Ma 等[23]研究表明miRNA-10 通過調控通路提高細胞轉移蛋白的表達水平而影響腫瘤的侵襲和轉移能力。Aguennouz 等[24]研究指出miRNA-10 與細胞轉移蛋白是相關聯基因，具有促進神經膠質瘤侵襲的作用，設想在胰腺癌中也會存在這種效應。本研究對轉染細胞的體外實驗表明：在miRNA-10的細胞轉染加速PANC-1 細胞生長；在細胞克隆實驗證實miRNA-10 過表達對PANC-1 細胞的增殖具有明顯促進的影響；細胞劃痕實驗結果顯示：轉染 miRNA-10 的PANC-1 細胞遷移能力高于PTEN 組和對照組。國外研究顯示miRNA-10 在細胞株和腫瘤組織呈高表達水平，并與患者的生存率成反比，提示miRNA-10 與腫瘤浸潤有密切相關[25]。本文采用qPCR 技術檢測胰腺癌患者血漿和組織中miRNA-10 的表達明顯上調，并發現血漿miRNA-10 與胰腺癌病理分期、淋巴結轉移和遠處轉移有關，隨著腫瘤惡性度的升高，miRNA-10 表達逐步增高，病理分期Ⅲ、Ⅳ期明顯高于Ⅰ、Ⅱ期，差異均有統計學意義（P<0.05）。上述研究結果表明血漿miRNA-10 的水平可作為胰腺癌患者預后評價的指標。本研究通過采用劃痕實驗研究miRNA-10 mimic 調控PTEN 在胰腺癌PANC-1 細胞生長和增殖能力水平，提示了miRNA-10 有很強的促進胰腺癌PANC-1 細胞的遷移能力，表明miRNA-10 高表達和PTEN 低表達均能夠明顯增加腫瘤細胞的遷移，這可能是由于miRNA-10 下調PTEN 基因，從而促進腫瘤細胞的侵襲和遷移能力。本文結果顯示miRNA-10 在胰腺癌患者血漿中的表達水平明顯高于健康對照組；PTEN 基因在胰腺癌患者血漿中的表達水平明顯低于健康對照組。兩者在胰腺癌患者血漿的表達呈負相關（r=-0.916），表明miRNA-10 負性調控PTEN 表達可能在胰腺癌的發生發展及惡化過程中發揮重要作用。
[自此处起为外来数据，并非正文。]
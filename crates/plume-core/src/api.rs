//! The `plume` table every script context sees.

use std::cell::RefCell;
use std::rc::Rc;

use mlua::{Function, Lua, MetaMethod, Table, UserData, UserDataMethods, Value, Variadic};

use crate::bridge::Session;
use crate::cache::{RoutineCache, RoutineKey};
use crate::datum;
use crate::engine::{
    self, ARRAY_META, LuaBuffer, LuaDate, OBJECT_META, external, from_lua, tag_table, to_lua,
};
use crate::error::PlumeError;
use crate::host::{LogLevel, PlanId};
use crate::marshal::{parse_json_text, script_to_json};
use crate::value::{BufferKind, ScriptValue};
use crate::window::WindowHandle;

const MODULES: &str = "plume.modules";

const SUBTRANSACTION_PRELUDE: &str = r#"
local begin, finish = ...
return function(fn)
  if type(fn) ~= "function" then
    error("subtransaction expects a function", 2)
  end
  local id = begin()
  local result = table.pack(pcall(fn))
  if result[1] then
    finish(id, true)
    return table.unpack(result, 2, result.n)
  end
  finish(id, false)
  error(result[2], 0)
end
"#;

pub(crate) fn install(
    lua: &Lua,
    session: Rc<Session>,
    routines: Rc<RefCell<RoutineCache>>,
) -> mlua::Result<()> {
    let globals = lua.globals();
    globals.set("null", engine::null_value())?;
    for level in LogLevel::ALL {
        globals.set(level.name(), level as i64)?;
    }
    lua.set_named_registry_value(MODULES, lua.create_table()?)?;

    let plume = lua.create_table()?;
    plume.set("version", env!("CARGO_PKG_VERSION"))?;

    let s = Rc::clone(&session);
    plume.set(
        "log",
        lua.create_function(move |_, (level, parts): (i64, Variadic<Value>)| {
            let message: Vec<String> = parts.iter().map(engine::display).collect();
            s.log(level, &message.join(" ")).map_err(external)
        })?,
    )?;

    let s = Rc::clone(&session);
    plume.set(
        "execute",
        lua.create_function(move |lua, (query, rest): (String, Variadic<Value>)| {
            let params = collect_params(&rest)?;
            let result = s.execute(&query, &params).map_err(external)?;
            to_lua(lua, &result)
        })?,
    )?;

    let s = Rc::clone(&session);
    plume.set(
        "prepare",
        lua.create_function(move |_, (query, type_names): (String, Option<Vec<String>>)| {
            let type_names = type_names.unwrap_or_default();
            let plan = s.prepare(&query, &type_names).map_err(external)?;
            Ok(PlanHandle {
                session: Rc::clone(&s),
                plan,
            })
        })?,
    )?;

    let s = Rc::clone(&session);
    plume.set(
        "commit",
        lua.create_function(move |_, ()| s.commit().map_err(external))?,
    )?;
    let s = Rc::clone(&session);
    plume.set(
        "rollback",
        lua.create_function(move |_, ()| s.rollback().map_err(external))?,
    )?;

    let s = Rc::clone(&session);
    let begin = lua.create_function(move |_, ()| s.begin_subtransaction().map_err(external))?;
    let s = Rc::clone(&session);
    let finish = lua.create_function(move |_, (id, commit): (u64, bool)| {
        s.finish_subtransaction(id, commit).map_err(external)
    })?;
    let subtransaction: Function = lua
        .load(SUBTRANSACTION_PRELUDE)
        .set_name("=plume.subtransaction")
        .call((begin, finish))?;
    plume.set("subtransaction", subtransaction)?;

    let s = Rc::clone(&session);
    plume.set(
        "findRoutine",
        lua.create_function(move |lua, signature: String| {
            let meta = s.find_routine(&signature).map_err(external)?;
            let key = RoutineKey::declared(&meta);
            routines
                .borrow_mut()
                .function(lua, key, &meta)
                .map_err(external)
        })?,
    )?;

    let s = Rc::clone(&session);
    plume.set(
        "publishRow",
        lua.create_function(move |_, value: Value| {
            let value = from_lua(&value).map_err(external)?;
            s.publish_row(&value).map_err(external)
        })?,
    )?;

    let s = Rc::clone(&session);
    plume.set(
        "getWindowFrame",
        lua.create_function(move |_, ()| {
            s.window_available().map_err(external)?;
            Ok(WindowHandle {
                session: Rc::clone(&s),
            })
        })?,
    )?;

    let s = Rc::clone(&session);
    plume.set(
        "loadModule",
        lua.create_function(move |lua, path: String| {
            let loaded: Table = lua.named_registry_value(MODULES)?;
            let cached: Value = loaded.raw_get(path.as_str())?;
            if !matches!(cached, Value::Nil) {
                return Ok(cached);
            }
            let source = s.module_source(&path).map_err(external)?;
            let name = format!("={path}");
            let value: Value = lua.load(source.as_str()).set_name(name.as_str()).eval()?;
            let value = match value {
                Value::Nil => Value::Boolean(true),
                other => other,
            };
            loaded.raw_set(path.as_str(), value.clone())?;
            log::debug!("loaded module {path}");
            Ok(value)
        })?,
    )?;

    plume.set("json", json_table(lua)?)?;

    plume.set(
        "date",
        lua.create_function(|_, value: Value| {
            let ms = match value {
                Value::Nil => chrono::Utc::now().timestamp_millis() as f64,
                Value::Integer(ms) => ms as f64,
                Value::Number(ms) => ms,
                Value::String(text) => {
                    let text = text.to_str()?;
                    datum::parse_timestamp(text)
                        .map(datum::timestamp_to_unix_millis)
                        .ok_or_else(|| {
                            external(PlumeError::Conversion(format!("invalid date \"{text}\"")))
                        })?
                }
                other => {
                    return Err(external(PlumeError::Conversion(format!(
                        "cannot build a date from {}",
                        other.type_name()
                    ))));
                }
            };
            Ok(LuaDate(ms))
        })?,
    )?;

    plume.set(
        "buffer",
        lua.create_function(|_, (kind, init): (String, Value)| {
            let kind = BufferKind::parse(&kind).ok_or_else(|| {
                external(PlumeError::ArgumentType(format!("unknown buffer kind {kind}")))
            })?;
            match init {
                Value::Integer(len) if len >= 0 => Ok(LuaBuffer::new(kind, len as usize)),
                Value::Table(items) => {
                    let items: Vec<i64> = items.sequence_values().collect::<mlua::Result<_>>()?;
                    let mut buffer = LuaBuffer::new(kind, items.len());
                    for (idx, item) in items.into_iter().enumerate() {
                        buffer.0.set(idx, item);
                    }
                    Ok(buffer)
                }
                other => Err(external(PlumeError::ArgumentType(format!(
                    "buffer size must be a non-negative integer or a list, got {}",
                    other.type_name()
                )))),
            }
        })?,
    )?;

    plume.set(
        "array",
        lua.create_function(|lua, table: Option<Table>| {
            let table = match table {
                Some(table) => table,
                None => lua.create_table()?,
            };
            tag_table(lua, &table, ARRAY_META)?;
            Ok(table)
        })?,
    )?;
    plume.set(
        "object",
        lua.create_function(|lua, table: Option<Table>| {
            let table = match table {
                Some(table) => table,
                None => lua.create_table()?,
            };
            tag_table(lua, &table, OBJECT_META)?;
            Ok(table)
        })?,
    )?;

    globals.set("plume", plume)?;
    Ok(())
}

fn json_table(lua: &Lua) -> mlua::Result<Table<'_>> {
    let json = lua.create_table()?;
    json.set(
        "encode",
        lua.create_function(|_, value: Value| {
            let value = from_lua(&value).map_err(external)?;
            Ok(plume_rt::json::encode(&script_to_json(&value)))
        })?,
    )?;
    json.set(
        "decode",
        lua.create_function(|lua, text: String| {
            let value = parse_json_text(&text).map_err(external)?;
            to_lua(lua, &value)
        })?,
    )?;
    Ok(json)
}

/// Query parameters given either as varargs or as a single list.
fn collect_params(rest: &Variadic<Value>) -> mlua::Result<Vec<ScriptValue>> {
    if rest.len() == 1 {
        match from_lua(&rest[0]).map_err(external)? {
            ScriptValue::Array(items) => return Ok(items),
            ScriptValue::Object(pairs) if pairs.is_empty() => return Ok(Vec::new()),
            single => return Ok(vec![single]),
        }
    }
    rest.iter()
        .map(|value| from_lua(value).map_err(external))
        .collect()
}

struct PlanHandle {
    session: Rc<Session>,
    plan: PlanId,
}

impl UserData for PlanHandle {
    fn add_methods<'lua, M: UserDataMethods<'lua, Self>>(methods: &mut M) {
        methods.add_method("execute", |lua, this, rest: Variadic<Value>| {
            let params = collect_params(&rest)?;
            let result = this
                .session
                .execute_plan(this.plan, &params)
                .map_err(external)?;
            to_lua(lua, &result)
        });
        methods.add_method("cursor", |_, this, rest: Variadic<Value>| {
            let params = collect_params(&rest)?;
            let portal = this
                .session
                .open_cursor(this.plan, &params)
                .map_err(external)?;
            Ok(CursorHandle {
                session: Rc::clone(&this.session),
                portal,
            })
        });
        methods.add_method("free", |_, this, ()| {
            this.session.free_plan(this.plan).map_err(external)
        });
        methods.add_meta_method(MetaMethod::ToString, |_, _, ()| Ok("[object Plan]"));
    }
}

struct CursorHandle {
    session: Rc<Session>,
    portal: String,
}

impl UserData for CursorHandle {
    fn add_methods<'lua, M: UserDataMethods<'lua, Self>>(methods: &mut M) {
        methods.add_method("fetch", |lua, this, count: Option<i64>| {
            let rows = this
                .session
                .fetch(&this.portal, count)
                .map_err(external)?;
            to_lua(lua, &rows)
        });
        methods.add_method("move", |_, this, count: i64| {
            this.session
                .move_cursor(&this.portal, count)
                .map_err(external)
        });
        methods.add_method("close", |_, this, ()| {
            this.session.close_cursor(&this.portal).map_err(external)
        });
        methods.add_meta_method(MetaMethod::ToString, |_, _, ()| Ok("[object Cursor]"));
    }
}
綜上所述，miRNA-10 可以促進胰腺癌細胞的增殖和調控細胞凋亡過程，提示miRNA-10 在胰腺癌的發生發展中發揮重要的作用，PTEN 可能是miRNA-10 作用靶點，miRNA-10 的作用是通過負性調控PTEN 基因參與胰腺癌的發生發展、侵襲和轉移，為胰腺癌的輔助診斷提供一個新的檢測指標，也為胰腺癌基因治療的一個新靶點。